Yes. It was unbelievable. You know he had that bed. They would turn him upside down and turn him around, and he would—really, he was educating himself as he was lying there. He couldn’t move, hardly at all, but he could get this input, and that’s a typical Kennedy way of handling a problem. The idea that you immediately take advantage of the resources that you have available to you as a Senator and brother of the President. You get top people to come and pay a lot of attention to you when you’re in a position where you can’t do much in the way of movement or even perhaps communication. But they would talk to him. I was very amused and impressed by the way that he did that. He kept his spirits up. In the early days, of course, it was very tough because he was in a lot of pain. But later on—he was there how many months, six months?

Knott

I think so.

Young

He had the crash in June, was it? And I believe he did not return to the Senate until the swearing in of Bobby and him as Senators. That would have been in January of ’65. I think he was pretty much out of commission. Then, though, there was campaigning going on. Joan was out on the campaign trail, and he was trying to keep abreast.

Tunney

What year was that?

Young

The plane crash was ’64, and it was in June. Of course, in August there was the Tonkin incident, and a lot was popping then on Vietnam.

Tunney

I was heavily involved in my campaign, but I came back to see him. Then after I got elected, our families went—well, Joan and Teddy and my first wife and I went down to Florida to spend about a week or ten days down there before the swearing in. I think that was in late November, something like that. But he made use of his time very effectively. It was very interesting how he was able to do that, but that’s his typical style. Nothing much has changed there. 
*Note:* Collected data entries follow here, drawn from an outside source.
//! REST client for the tutoring backend's polling and command endpoints.
//!
//! Every request carries `Authorization: Bearer <token>`. Failures map onto
//! the crate taxonomy: `{error}` bodies on command endpoints become
//! [`SyncError::Command`], 403/404 on a poll becomes
//! [`SyncError::Rejected`], everything else is a transient
//! [`SyncError::Transport`].

use chrono::{DateTime, Utc};
use reqwest::{Client, Response, StatusCode};
use serde::de::DeserializeOwned;
use serde::{Deserialize, Serialize};
use std::time::Duration;

use crate::config::Credential;
use crate::error::{Result, SyncError};
use crate::protocol::{ChatMessage, CodeWorkspace, OnlineUser, Session, SessionId, SignalMessage, UserId, WhiteboardScene};

/// Response of `GET /sessions/{id}/updates/`.
#[derive(Debug, Clone, Deserialize)]
pub struct SessionUpdates {
    pub session: Session,
    #[serde(default)]
    pub whiteboard_data: Option<serde_json::Value>,
    #[serde(default)]
    pub code_data: Option<serde_json::Value>,
    #[serde(default)]
    pub last_sync_time: Option<DateTime<Utc>>,
    #[serde(default)]
    pub last_sync_by: Option<UserId>,
    #[serde(default)]
    pub your_credits: Option<f64>,
    #[serde(default)]
    pub signal_data: Option<SignalBoard>,
    #[serde(default)]
    pub signal_sender: Option<UserId>,
    #[serde(default)]
    pub signal_timestamp: Option<DateTime<Utc>>,
}

/// The backend's per-session signal mailbox: latest offer, answer and
/// ready plus the last few candidates per role.
#[derive(Debug, Clone, Default, Deserialize)]
pub struct SignalBoard {
    #[serde(default)]
    pub offer: Option<SignalMessage>,
    #[serde(default)]
    pub answer: Option<SignalMessage>,
    #[serde(default)]
    pub ready_signal: Option<SignalMessage>,
    #[serde(default)]
    pub candidates_caller: Vec<SignalMessage>,
    #[serde(default)]
    pub candidates_callee: Vec<SignalMessage>,
}

impl SignalBoard {
    /// Every stored signal, unordered.
    pub fn into_messages(self) -> Vec<SignalMessage> {
        self.offer
            .into_iter()
            .chain(self.answer)
            .chain(self.ready_signal)
            .chain(self.candidates_caller)
            .chain(self.candidates_callee)
            .collect()
    }
}

/// Body of `POST /sessions/{id}/sync/`. Exactly one field is set.
#[derive(Debug, Clone, Default, Serialize)]
pub struct SyncPayload {
    #[serde(skip_serializing_if = "Option::is_none")]
    pub whiteboard_data: Option<WhiteboardScene>,
    #[serde(skip_serializing_if = "Option::is_none")]
    pub code_data: Option<CodeWorkspace>,
    #[serde(skip_serializing_if = "Option::is_none")]
    pub signal_data: Option<SignalMessage>,
}

#[derive(Deserialize)]
struct OnlineUsersBody {
    #[serde(default)]
    users: Vec<OnlineUser>,
}

#[derive(Deserialize)]
struct CreditsBody {
    credits: f64,
}

#[derive(Deserialize)]
struct ErrorBody {
    #[serde(alias = "detail")]
    error: String,
}

#[derive(Serialize)]
struct ChatBody<'a> {
    message: &'a str,
}

/// Thin typed wrapper over the backend REST API.
pub struct RestClient {
    http: Client,
    base: String,
    credential: Credential,
}

impl RestClient {
    pub fn new(base: impl Into<String>, credential: Credential, timeout: Duration) -> Result<Self> {
        let http = Client::builder().timeout(timeout).build()?;
        Ok(Self {
            http,
            base: base.into().trim_end_matches('/').to_string(),
            credential,
        })
    }

    pub fn base(&self) -> &str {
        &self.base
    }

    fn url(&self, path: &str) -> String {
        format!("{}/{}", self.base, path.trim_start_matches('/'))
    }

    // ─── Polling ─────────────────────────────────────────────────────

    pub async fn session_updates(&self, session_id: SessionId) -> Result<SessionUpdates> {
        self.get(&format!("sessions/{session_id}/updates/")).await
    }

    /// Messages after `since_id`, or the most recent page when `None`.
    pub async fn chat_messages(&self, session_id: SessionId, since_id: Option<u64>) -> Result<Vec<ChatMessage>> {
        let mut request = self
            .http
            .get(self.url(&format!("chat/{session_id}/messages/")))
            .bearer_auth(self.credential.token());
        if let Some(since) = since_id {
            request = request.query(&[("since_id", since)]);
        }
        let response = request.send().await?;
        read_poll(response).await
    }

    pub async fn online_users(&self) -> Result<Vec<OnlineUser>> {
        let body: OnlineUsersBody = self.get("presence/online/").await?;
        Ok(body.users)
    }

    /// The local user's current balance.
    pub async fn credits(&self) -> Result<f64> {
        let body: CreditsBody = self.get("credits/").await?;
        Ok(body.credits)
    }

    pub async fn heartbeat(&self) -> Result<()> {
        let response = self
            .http
            .post(self.url("presence/heartbeat/"))
            .bearer_auth(self.credential.token())
            .send()
            .await?;
        read_poll::<serde_json::Value>(response).await.map(|_| ())
    }

    // ─── Commands ────────────────────────────────────────────────────

    pub async fn start_timer(&self, session_id: SessionId) -> Result<()> {
        self.command(&format!("sessions/{session_id}/timer/start/"), None::<&()>).await
    }

    pub async fn stop_timer(&self, session_id: SessionId) -> Result<()> {
        self.command(&format!("sessions/{session_id}/timer/stop/"), None::<&()>).await
    }

    pub async fn end_session(&self, session_id: SessionId) -> Result<()> {
        self.command(&format!("sessions/{session_id}/end/"), None::<&()>).await
    }

    pub async fn sync(&self, session_id: SessionId, payload: &SyncPayload) -> Result<()> {
        self.command(&format!("sessions/{session_id}/sync/"), Some(payload)).await
    }

    /// Post a chat message; returns the stored message with its id.
    pub async fn send_chat(&self, session_id: SessionId, text: &str) -> Result<ChatMessage> {
        let response = self
            .http
            .post(self.url(&format!("chat/{session_id}/send/")))
            .bearer_auth(self.credential.token())
            .json(&ChatBody { message: text })
            .send()
            .await?;
        read_command(response).await
    }

    async fn get<T: DeserializeOwned>(&self, path: &str) -> Result<T> {
        let response = self
            .http
            .get(self.url(path))
            .bearer_auth(self.credential.token())
            .send()
            .await?;
        read_poll(response).await
    }

    async fn command<B: Serialize + ?Sized>(&self, path: &str, body: Option<&B>) -> Result<()> {
        let mut request = self.http.post(self.url(path)).bearer_auth(self.credential.token());
        if let Some(body) = body {
            request = request.json(body);
        }
        let response = request.send().await?;
        read_command::<serde_json::Value>(response).await.map(|_| ())
    }
}

async fn read_poll<T: DeserializeOwned>(response: Response) -> Result<T> {
    let status = response.status();
    if status.is_success() {
        return Ok(response.json().await?);
    }
    let message = error_message(response).await;
    Err(match status {
        StatusCode::FORBIDDEN | StatusCode::NOT_FOUND => {
            log::warn!("Poll rejected with {status}: {message}");
            SyncError::Rejected(status.as_u16())
        }
        _ => SyncError::Transport(format!("{status}: {message}")),
    })
}

async fn read_command<T: DeserializeOwned>(response: Response) -> Result<T> {
    let status = response.status();
    if status.is_success() {
        return Ok(response.json().await?);
    }
    let message = error_message(response).await;
    Err(if status.is_client_error() {
        SyncError::Command(message)
    } else {
        SyncError::Transport(format!("{status}: {message}"))
    })
}

async fn error_message(response: Response) -> String {
    let status = response.status();
    match response.json::<ErrorBody>().await {
        Ok(body) => body.error,
        Err(_) => status
            .canonical_reason()
            .unwrap_or("request failed")
            .to_string(),
    }
}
You asked me to describe Kennedy as a law student. I’ve already pointed out that he was a very serious student. He was very interested in politics. We used to argue like crazy at night after dinner. We’d always have dinner together, and the arguments would start at dinner, and we would argue for about a half hour after dinner. Carmen would serve us dinner and we’d have coffee after dinner, and so we would spend about an hour and a half arguing about—well, just arguing. [laughs]

Young

For the hell of it, or did you have real differences?

Tunney

Well, it was all in good spirits, but I obviously he was in very good spirits. They were never angry arguments but differences of opinion, expressing differences of opinion. Both of us had strong ideas of what we thought was right or wrong, and so we would—and a lot of it was politics. I was much more conservative at that point than he was, and so we would have very sharp discussions.

Young

Well, of course, his father was very conservative.

Tunney

Yes. So is my father. That’s right. So politics was a very great interest. He had a great interest in dogs, great interest in dogs. We had two dogs, and I took the puppy of those two dogs and it became my dog. They were German shepherds. He loved those dogs. That was another important thing. He did a lot of discussion of family. I would discuss my family, he’d discuss his family, all that stuff. Obviously, the great influence of his father, which was a tremendously powerful influence on him in law school, even though it was all through the phones. But it was great and they had very important conversations. I tried never to listen in to those conversations, so I can’t tell you what they were about, but I knew that they were things about his life, what he hoped to do and things that he was planning to do that summer or whatever. 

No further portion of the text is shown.